Evidence: IAM questionnaire, AWS account inventory, MFA attestation
Current Annualized Loss Expectancy (ALE)
$420K
Require pre-close evidence of privileged access governance.
AWS security posture is adequate but not acquisition-ready
Misconfigured storage or weak network segmentation could expose regulated aerospace data.
Evidence: AWS architecture notes, vulnerability response answers
Current Annualized Loss Expectancy (ALE)
$310K
Run a buyer-directed cloud configuration review before signing.
Incident response evidence is incomplete
Operational resilience is plausible, but response maturity is not yet defensible.
Evidence: Incident response questionnaire, backup policy summary
Current Annualized Loss Expectancy (ALE)
$260K
Request incident tabletop records and restore-test results.
Category Financial Breakdown
Current annualized loss exposure across the 8 Master DD Matrix categories, with evidence coverage per category.
Infrastructure & Cloud Security
$300K
AWS architecture is workable, but security baselines need independent review.
Identity, Access, & Asset Control
$400K
Privileged access and MFA evidence drive the largest current loss exposure.
Vulnerability & Software Lifecycle
$90K
Patch SLAs are defined; pipeline security gates are still manual.
Incident Response & Continuity
$250K
Plans exist, but tabletop and restore-test evidence is thin.
AI Data & Model Engineering
$30K
Limited production AI today, so exposure is small but unmonitored.
AI Governance, Trust, & Safety
$45K
No formal AI policy yet; copilot usage is growing unmanaged.

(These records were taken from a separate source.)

//! 会话列表同步器 - 把好友关系聚合成可展示的会话列表
//!
//! 契约：给定当前用户，产出按最近活动排序的 [`ConversationItem`] 序列，
//! 并在系统内任何 Friendship / Message 行变更时刷新。
//!
//! 订阅是全表粒度、不按用户过滤，是用简单换效率的取舍；任何事件
//! 都触发一次完整重拉（不做增量修补），每次可见列表都来自一次
//! 内部一致的整体读取。

use std::sync::{Arc, Mutex};

use tokio::sync::RwLock;
use tokio::task::JoinHandle;
use tracing::{debug, warn};

use crate::backend::query::{Column, Direction, Filter, Query};
use crate::backend::{Backend, ChangeFeed, RemoteStore, Table};
use crate::entities::{ConversationItem, FriendshipStatus, Profile};
use crate::error::Result;
use crate::events::{event_timestamp, EventManager, SdkEvent};

struct ListInner {
    backend: Arc<dyn Backend>,
    events: Arc<EventManager>,
    current_user: Profile,
    conversations: RwLock<Vec<ConversationItem>>,
}

impl ListInner {
    /// 完整重拉会话列表
    ///
    /// 1. 取 status = accepted 且当前用户在任一侧的好友关系
    /// 2. 逐条解析对方资料、最后一条消息、入站未读数
    /// 3. 按最后消息时间（缺省回退关系创建时间）降序排序
    async fn refresh(&self) -> Result<Vec<ConversationItem>> {
        let user_id = self.current_user.id;
        let friendships = self
            .backend
            .query_friendships(Query::filtered(Filter::and(vec![
                Filter::eq(Column::Status, FriendshipStatus::Accepted),
                Filter::or(vec![
                    Filter::eq(Column::RequesterId, user_id),
                    Filter::eq(Column::AddresseeId, user_id),
                ]),
            ])))
            .await?;

        let mut items = Vec::with_capacity(friendships.len());
        for friendship in friendships {
            let friend_id = match friendship.counterpart_of(user_id) {
                Some(id) => id,
                None => continue,
            };

            let friend = self
                .backend
                .query_profiles(Query::filtered(Filter::eq(Column::Id, friend_id)))
                .await?
                .into_iter()
                .next();
            // 资料行缺失的关系直接跳过
            let friend = match friend {
                Some(profile) => profile,
                None => continue,
            };

            let last = self
                .backend
                .query_messages(
                    Query::filtered(Filter::eq(Column::FriendshipId, friendship.id))
                        .order_by(Column::CreatedAt, Direction::Descending)
                        .limit(1),
                )
                .await?
                .into_iter()
                .next();

            let unread_count = self
                .backend
                .count_messages(Filter::and(vec![
                    Filter::eq(Column::FriendshipId, friendship.id),
                    Filter::eq(Column::IsRead, false),
                    Filter::neq(Column::SenderId, user_id),
                ]))
                .await?;

            items.push(ConversationItem {
                friendship_id: friendship.id,
                friend,
                last_message: last.as_ref().map(|m| m.content.clone()),
                last_message_time: last
                    .map(|m| m.created_at)
                    .or(Some(friendship.created_at)),
                unread_count: unread_count as u32,
            });
        }

        items.sort_by_key(|item| std::cmp::Reverse(item.sort_key()));

        *self.conversations.write().await = items.clone();
        self.events
            .emit(SdkEvent::ConversationListChanged {
                conversations: items.len(),
                timestamp: event_timestamp(),
            })
            .await;
        Ok(items)
    }
}

/// 会话列表同步器
///
/// `start()` 之后持有 messages / friendships 两条全表订阅（作用域
/// 资源），任何事件都触发整体刷新；`close()` 或析构时释放，进行中
/// 的远程调用不被中止。
pub struct ConversationListSynchronizer {
    inner: Arc<ListInner>,
    feed_task: Mutex<Option<JoinHandle<()>>>,
}

impl ConversationListSynchronizer {
    pub fn new(
        backend: Arc<dyn Backend>,
        events: Arc<EventManager>,
        current_user: Profile,
    ) -> Self {
        Self {
            inner: Arc::new(ListInner {
                backend,
                events,
                current_user,
                conversations: RwLock::new(Vec::new()),
            }),
            feed_task: Mutex::new(None),
        }
    }

    /// 当前列表快照
    pub async fn conversations(&self) -> Vec<ConversationItem> {
        self.inner.conversations.read().await.clone()
    }

    /// 按好友昵称过滤当前快照（大小写不敏感的子串匹配，纯内存）
    pub async fn search(&self, query: &str) -> Vec<ConversationItem> {
        let needle = query.to_lowercase();
        self.inner
            .conversations
            .read()
            .await
            .iter()
            .filter(|c| c.friend.display_name.to_lowercase().contains(&needle))
            .cloned()
            .collect()
    }

    /// 立即完整重拉一次
    pub async fn refresh(&self) -> Result<Vec<ConversationItem>> {
        self.inner.refresh().await
    }

    /// 启动：先全量拉取一次，然后订阅两张表的变更持续刷新
    pub async fn start(&self) -> Result<()> {
        self.inner.refresh().await?;

        let mut messages_sub = self.inner.backend.subscribe(Table::Messages, None).await?;
        let mut friendships_sub = self
            .inner
            .backend
            .subscribe(Table::Friendships, None)
            .await?;

        let inner = self.inner.clone();
        let task = tokio::spawn(async move {
            loop {
                let received = tokio::select! {
                    event = messages_sub.recv() => event,
                    event = friendships_sub.recv() => event,
                };
                match received {
                    Ok(event) => {
                        debug!("{} 表变更，重拉会话列表", event.table().as_str());
                        if let Err(e) = inner.refresh().await {
                            warn!("会话列表刷新失败: {}", e);
                        }
                    }
                    Err(_) => break,
                }
            }
        });

        let mut slot = self.feed_task.lock().unwrap();
        if let Some(old) = slot.replace(task) {
            old.abort();
        }
        Ok(())
    }

    /// 释放订阅
    pub fn close(&self) {
        if let Some(task) = self.feed_task.lock().unwrap().take() {
            task.abort();
        }
    }
}

impl Drop for ConversationListSynchronizer {
    fn drop(&mut self) {
        self.close();
    }
}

Governance, Risk, & Compliance
$175K
Aerospace customer obligations are understood but not fully mapped.
Vendor, Corporate, & Deal Risk
$110K
Critical supplier diligence is tracked but inconsistently evidenced.
Evidence Gaps
Missing items that would improve valuation confidence.
Current AWS privileged account inventory with owner and MFA status.
Identity, Access, & Asset Control
Recent penetration test report or buyer-directed cloud security assessment.
Vulnerability & Software Lifecycle
Incident response tabletop evidence and post-exercise action log.
Incident Response & Continuity
Aerospace customer data handling matrix, including export-controlled data flows.
Governance, Risk, & Compliance
Vendor risk register for critical engineering, hosting, and support providers.
Vendor, Corporate, & Deal Risk
Source Coverage
Every report section traces back to questionnaire responses and classified evidence files.
24 / 28
Questions answered
14
Evidence items
11
Evidence items reviewed
9
Findings traced
5
Evidence items missing
Recommended Follow-Ups
Diligence actions before terms are finalized.
- Make privileged access evidence a pre-close diligence condition.
- Confirm aerospace compliance obligations before final representations and warranties.
- Use a modest escrow or holdback to cover unresolved cloud and response evidence gaps.
- Stand up an AI usage and governance policy review with the target's engineering leads.
Remediation Roadmap
Sequenced from pre-close conditions through post-close hardening.
- Pre-close: privileged access inventory, MFA attestation, and quarterly access review evidence.
- Day 1: joint incident response tabletop and verified backup restore test.
- First 30 days: buyer-directed AWS configuration review — IAM, logging, segmentation.
- First 90 days: consolidate identity stack and enable centralized security logging.
- Post-close: AI governance policy, vendor evidence refresh, and compliance mapping.
Report Limitations
What the buyer should know before using this in negotiations.
Report confidence is moderate. Apex Corp supplied enough questionnaire detail and evidence to support a directional view, but several buyer-grade artifacts remain missing or unreviewed.
FAIR outputs are analytical estimates for diligence planning. They require qualified human review before use in price negotiations, escrow structuring, indemnity design, legal drafting, or representations and warranties.